Friday, July 10, 2020

Interactive

Inspirational song: Ooh Child (Five Stairsteps)

The household is back to maximum strength again. I picked up the Mr at the airport. Thank goodness he is back. Maybe now Murray will stop moping and eat his meals with gusto. Maybe now I will be able to sleep again, because chonky Jackie will sleep on his feet, not mine. I enjoy my animals, but some of the care and maintenance is a little beyond my ability. It's too much for me to get Murray into his wheelchair. I can't manhandle his legs, fighting against the involuntary rigor of his muscles (it's a reflex action, not him controlling them), while I'm bent over and compressing my bad lung even further. I have to rely on T coming over to wheel him up and set him down multiple times a day. I know we share dog care whenever the other goes out of town, but this feels like I'm asking a lot of him.

The trip to the airport, and the two hours I was baby-wrangling before it, was the first time I left the house all week. I needed the time to work through the keto flu, which is almost gone, and I had no interest being out in the heat and unrelenting sun. This is my whiniest time of year. I have never enjoyed summer in the way most humans do. I just wait for July and August to end. Every year. Thankfully, it always does. Once we get about halfway through September, I get happy and active again.

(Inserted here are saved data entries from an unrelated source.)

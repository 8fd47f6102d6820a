//! Incremental repair after agents leave or fail.
//!
//! Removal healing tops former neighbours back up to `min_connections`.
//! Failure healing keeps the failed node and its links, and gives each of its
//! neighbours one extra path around it.

use std::collections::HashSet;

use chrono::{DateTime, Utc};
use log::{debug, info, warn};
use rand::Rng;
use serde::{Deserialize, Serialize};

use crate::agent::AgentId;
use crate::config::TopologyConfig;
use crate::topology::{connect_with_room, optimal_connections, ConnectionKey, SelectionLimits, TopologyGraph};

/// Outcome of a healing pass
#[derive(Debug, Clone, Default, PartialEq, Serialize, Deserialize)]
pub struct HealingReport {
    pub added: Vec<ConnectionKey>,
    /// Nodes left below `min_connections` for lack of candidates
    pub under_connected: Vec<AgentId>,
}

impl HealingReport {
    pub fn is_empty(&self) -> bool {
        self.added.is_empty() && self.under_connected.is_empty()
    }
}

fn limits(config: &TopologyConfig) -> SelectionLimits {
    SelectionLimits {
        min_connections: config.min_connections,
        max_connections: config.max_connections,
    }
}

/// Restore former neighbours of a removed agent to `min_connections`
pub fn heal_after_removal<R: Rng + ?Sized>(
    graph: &mut TopologyGraph,
    former_neighbors: &[AgentId],
    config: &TopologyConfig,
    rng: &mut R,
    now: DateTime<Utc>,
) -> HealingReport {
    let mut report = HealingReport::default();

    for peer in former_neighbors {
        if !graph.contains(peer) {
            continue;
        }
        let degree = graph.degree(peer);
        if degree >= config.min_connections {
            continue;
        }
        if !config.healing_enabled {
            report.under_connected.push(peer.clone());
            continue;
        }

        let needed = config.min_connections - degree;
        let exclude: HashSet<AgentId> = graph.neighbors(peer).into_iter().collect();
        let candidates = optimal_connections(graph, peer, config.topology_type, limits(config), &exclude, rng);

        let mut added = 0usize;
        for candidate in candidates {
            if added == needed {
                break;
            }
            if connect_with_room(graph, peer, &candidate, limits(config), now) {
                report.added.push(ConnectionKey::new(peer, &candidate));
                added += 1;
            }
        }

        if added < needed {
            debug!(
                "'{}' remains under-connected ({} of {} connections)",
                peer,
                degree + added,
                config.min_connections
            );
            report.under_connected.push(peer.clone());
        }
    }

    if !report.added.is_empty() {
        info!("Removal healing added {} connections", report.added.len());
    }
    report
}

/// Flag an agent as failed: zero success rate, fresh `last_seen`, degraded
/// node and recomputed reliability on its links.
///
/// Returns false if the agent is unknown.
pub fn mark_failed(graph: &mut TopologyGraph, agent_id: &str, now: DateTime<Utc>) -> bool {
    let Some(node) = graph.node_mut(agent_id) else {
        warn!("Ignoring failure report for unknown agent '{}'", agent_id);
        return false;
    };
    node.agent.performance.success_rate = 0.0;
    node.agent.last_seen = now;
    node.degraded = true;
    graph.refresh_reliability(agent_id);
    true
}

/// Give every neighbour of a failed agent with spare capacity one
/// alternative connection that avoids the failed agent
pub fn heal_after_failure<R: Rng + ?Sized>(
    graph: &mut TopologyGraph,
    failed_id: &str,
    config: &TopologyConfig,
    rng: &mut R,
    now: DateTime<Utc>,
) -> HealingReport {
    let mut report = HealingReport::default();
    if !config.healing_enabled || !graph.contains(failed_id) {
        return report;
    }

    let degraded: Vec<AgentId> = graph
        .nodes()
        .filter(|node| node.degraded)
        .map(|node| node.id().to_string())
        .collect();

    for peer in graph.neighbors(failed_id) {
        if graph.degree(&peer) >= config.max_connections {
            continue;
        }

        let mut exclude: HashSet<AgentId> = graph.neighbors(&peer).into_iter().collect();
        exclude.insert(failed_id.to_string());
        exclude.extend(degraded.iter().cloned());

        let candidates = optimal_connections(graph, &peer, config.topology_type, limits(config), &exclude, rng);
        let alternative = candidates
            .into_iter()
            .find(|candidate| connect_with_room(graph, &peer, candidate, limits(config), now));

        match alternative {
            Some(candidate) => report.added.push(ConnectionKey::new(&peer, &candidate)),
            None => debug!("No alternative route for '{}' around '{}'", peer, failed_id),
        }
    }

    if !report.added.is_empty() {
        info!(
            "Failure healing around '{}' added {} connections",
            failed_id,
            report.added.len()
        );
    }
    report
}
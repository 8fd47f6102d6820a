//! Agent model: the participants whose connectivity is managed.

pub mod types;

pub use types::{Agent, AgentId, AgentType, Location, Performance};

My daughter needed me to distract Dino for a couple of hours so she could clean house. I warned her I was still dragging from the total lack of carbs, but I was up to try. When I arrived, she was on her play mat, finally starting to engage with the dangling toys over it. I kept trying to offer it back to her, but she was over it by then. 

I am fascinated by this little kid. Every little movement she makes, down to the tiniest flick of her eyes, seems miraculous to me. When she was smiling and making noise, I kept listening for a giggle, and I wanted to believe I heard one, despite that being a skill they learn much later. It won't deter me from thinking she is brilliant and advanced for her age. Every time we talk to each other, either my daughter or I say some version of "that's a high quality baby, right there." It's true every time.